See New York Law Journal, Decisions of Interest, November 21, 2019
FF PLLC WINS MOTION TO DISMISS: PLAINTIFFS' CLAIMS OF DAMAGES FROM ADJOINING PROPERTY OWNERS' WATER RUNOFF TIME-BARRED
Plaintiffs alleged rainwater and snowmelt flowed from defendants' adjoining property owners' driveway into plaintiffs' property damaging the foundation and walls of their house from the runoff. They argued defendants caused the condition by impermissibly altering the water drainage system in their driveway. Defendants moved to dismiss on statute of limitations grounds noting the driveway was altered at the latest eight years before this suit was commenced, and the continuous wrong doctrine did not apply. Plaintiffs claimed they did not know about the source of the water flow until 2015. The court found the action barred by the statute of limitations as acts occurred before the three-year applicable limitations period to plaintiffs' causes of action. It found defendants' paving of the driveway in 2009 was a single and distinct wrong. Also, evidence showed plaintiffs experienced runoff problems since at least 2006 and the parties' communications showed they had water problems and took actions to remediate them more than three years before this action was brought. As such, plaintiffs' claims were untimely, granting defendants' motion to dismiss.

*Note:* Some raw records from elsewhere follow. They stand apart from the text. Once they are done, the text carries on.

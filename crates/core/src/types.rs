use chrono::{DateTime, Utc};
use serde::{Deserialize, Serialize};
use std::fmt;

/// Longest enrollment period an analysis accepts, in days.
pub const MAX_ENROLLMENT_PERIOD_DAYS: u32 = 3650;

/// Lifecycle state of an experiment as reported by the metadata service.
#[derive(Debug, Clone, Copy, Serialize, Deserialize, PartialEq, Eq, Hash)]
pub enum ExperimentStatus {
    Draft,
    Preview,
    Live,
    Complete,
}

impl fmt::Display for ExperimentStatus {
    fn fmt(&self, f: &mut fmt::Formatter<'_>) -> fmt::Result {
        match self {
            ExperimentStatus::Draft => write!(f, "Draft"),
            ExperimentStatus::Preview => write!(f, "Preview"),
            ExperimentStatus::Live => write!(f, "Live"),
            ExperimentStatus::Complete => write!(f, "Complete"),
        }
    }
}

impl ExperimentStatus {
    /// Parse the status strings used by the metadata service, which vary in
    /// case between API versions.
    pub fn parse(value: &str) -> Option<Self> {
        match value.to_ascii_lowercase().as_str() {
            "draft" | "review" | "ship" | "accepted" => Some(ExperimentStatus::Draft),
            "preview" => Some(ExperimentStatus::Preview),
            "live" => Some(ExperimentStatus::Live),
            "complete" => Some(ExperimentStatus::Complete),
            _ => None,
        }
    }
}

/// One branch of an experiment.
#[derive(Debug, Clone, Serialize, Deserialize, PartialEq)]
pub struct Variant {
    pub slug: String,
    pub ratio: f64,
    pub is_control: bool,
}

/// Experiment metadata. Immutable once fetched; resolution only reads it.
#[derive(Debug, Clone, Serialize, Deserialize, PartialEq)]
pub struct Experiment {
    pub experimenter_slug: String,
    pub normandy_slug: Option<String>,
    #[serde(rename = "type")]
    pub experiment_type: String,
    pub status: ExperimentStatus,
    pub start_date: Option<DateTime<Utc>>,
    pub end_date: Option<DateTime<Utc>>,
    pub proposed_enrollment: Option<u32>,
    pub variants: Vec<Variant>,
    pub reference_branch: Option<String>,
    pub is_high_population: bool,
    pub app_id: String,
    pub app_name: String,
    #[serde(default)]
    pub outcomes: Vec<String>,
}

impl Experiment {
    pub fn control_variant(&self) -> Option<&Variant> {
        self.variants.iter().find(|v| v.is_control)
    }

    pub fn has_variant(&self, slug: &str) -> bool {
        self.variants.iter().any(|v| v.slug == slug)
    }

    /// Slug used to tag enrollment events; falls back to the experimenter slug.
    pub fn enrollment_slug(&self) -> &str {
        self.normandy_slug
            .as_deref()
            .unwrap_or(&self.experimenter_slug)
    }
}

/// Cadence over which metrics are aggregated.
#[derive(Debug, Clone, Copy, Serialize, Deserialize, PartialEq, Eq, Hash, PartialOrd, Ord)]
#[serde(rename_all = "snake_case")]
pub enum AnalysisPeriod {
    Day,
    Week,
    Days28,
    Overall,
}

impl AnalysisPeriod {
    pub const ALL: [AnalysisPeriod; 4] = [
        AnalysisPeriod::Day,
        AnalysisPeriod::Week,
        AnalysisPeriod::Days28,
        AnalysisPeriod::Overall,
    ];

    /// Key of the metric list in a spec's `[metrics]` table.
    pub fn config_key(&self) -> &'static str {
        match self {
            AnalysisPeriod::Day => "daily",
            AnalysisPeriod::Week => "weekly",
            AnalysisPeriod::Days28 => "days28",
            AnalysisPeriod::Overall => "overall",
        }
    }

    pub fn from_config_key(key: &str) -> Option<Self> {
        Self::ALL.into_iter().find(|p| p.config_key() == key)
    }

    /// Suffix used in result table names.
    pub fn table_suffix(&self) -> &'static str {
        match self {
            AnalysisPeriod::Day => "day",
            AnalysisPeriod::Week => "week",
            AnalysisPeriod::Days28 => "days28",
            AnalysisPeriod::Overall => "overall",
        }
    }

    /// Window length in days; `None` for the whole observation period.
    pub fn window_days(&self) -> Option<u32> {
        match self {
            AnalysisPeriod::Day => Some(1),
            AnalysisPeriod::Week => Some(7),
            AnalysisPeriod::Days28 => Some(28),
            AnalysisPeriod::Overall => None,
        }
    }
}

impl fmt::Display for AnalysisPeriod {
    fn fmt(&self, f: &mut fmt::Formatter<'_>) -> fmt::Result {
        f.write_str(self.config_key())
    }
}

/// Normalise a slug into a warehouse-safe table name prefix.
pub fn normalize_table_name(slug: &str) -> String {
    slug.chars()
        .map(|c| {
            if c.is_ascii_alphanumeric() {
                c.to_ascii_lowercase()
            } else {
                '_'
            }
        })
        .collect()
}

#[cfg(test)]
mod tests {
    use super::*;

    fn sample_experiment() -> Experiment {
        Experiment {
            experimenter_slug: "test_slug".to_string(),
            normandy_slug: None,
            experiment_type: "pref".to_string(),
            status: ExperimentStatus::Live,
            start_date: None,
            end_date: None,
            proposed_enrollment: Some(7),
            variants: vec![
                Variant {
                    slug: "a".to_string(),
                    ratio: 1.0,
                    is_control: false,
                },
                Variant {
                    slug: "b".to_string(),
                    ratio: 1.0,
                    is_control: true,
                },
            ],
            reference_branch: None,
            is_high_population: false,
            app_id: "firefox-desktop".to_string(),
            app_name: "firefox_desktop".to_string(),
            outcomes: Vec::new(),
        }
    }

    #[test]
    fn test_control_variant() {
        let experiment = sample_experiment();
        assert_eq!(experiment.control_variant().unwrap().slug, "b");
        assert!(experiment.has_variant("a"));
        assert!(!experiment.has_variant("c"));
        assert_eq!(experiment.enrollment_slug(), "test_slug");
    }

    #[test]
    fn test_period_keys_round_trip() {
        for period in AnalysisPeriod::ALL {
            assert_eq!(AnalysisPeriod::from_config_key(period.config_key()), Some(period));
        }
        assert_eq!(AnalysisPeriod::from_config_key("monthly"), None);
        assert_eq!(AnalysisPeriod::Week.window_days(), Some(7));
        assert_eq!(AnalysisPeriod::Overall.window_days(), None);
    }

    #[test]
    fn test_status_parse() {
        assert_eq!(ExperimentStatus::parse("Live"), Some(ExperimentStatus::Live));
        assert_eq!(ExperimentStatus::parse("complete"), Some(ExperimentStatus::Complete));
        assert_eq!(ExperimentStatus::parse("bogus"), None);
        assert_eq!(ExperimentStatus::Complete.to_string(), "Complete");
    }

    #[test]
    fn test_normalize_table_name() {
        assert_eq!(normalize_table_name("test-experiment"), "test_experiment");
        assert_eq!(normalize_table_name("Bug-123.Fix"), "bug_123_fix");
    }
}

See New York Law Journal, Decisions of Interest, November 21, 2019
Fern Flomenhaft won a defense verdict in a slip anD fall case following a 3 week trial in Supreme Court, New York County, before Judge Lyle Frank. The plaintiff, a 50 year old woman, sustained a comminuted patella fracture which was surgically repaired in a fall on the ADA Pedestrian plate at the corner curb cut of our client's building. Although she alleged she fell due to water that she alleged came from a condensation tube installed by our client's mercantile tenant, the plaintiff was not able to establish that water from the tube was emitted on the day of accident or that water on the ADA Pedestrian plate on the corner came from the tube.
The co-defendant mercantile tenant, represented by Steven Cohen, Esq., also prevailed at trial.
Plaintiff was represented by Jeffrey Schulman, Esq. of Liner LLP.
FF PLLC WINS SUMMARY JUDGMENT DISMISSING LABOR LAW §§ 200 AND 241(6) CASE AND GRANTING INDEMNIFICATION AND ALL COSTS FROM THIRD-PARTY DEFENDANT CONTRACTOR
Plaintiff alleged that on July 10, 2013 he injured his right hand and left knee while performing construction work at the home of the defendant Buckwalter. Buckwalter contracted with third-party defendant WM Dorvillier to demolish an existing structure (staircase) at the rear garden level of her building and to construct and install an open porch for residential use. Plaintiff, a construction/demolition worker for Dorvillier alleged he was injured by an angle grinder that was missing a guard.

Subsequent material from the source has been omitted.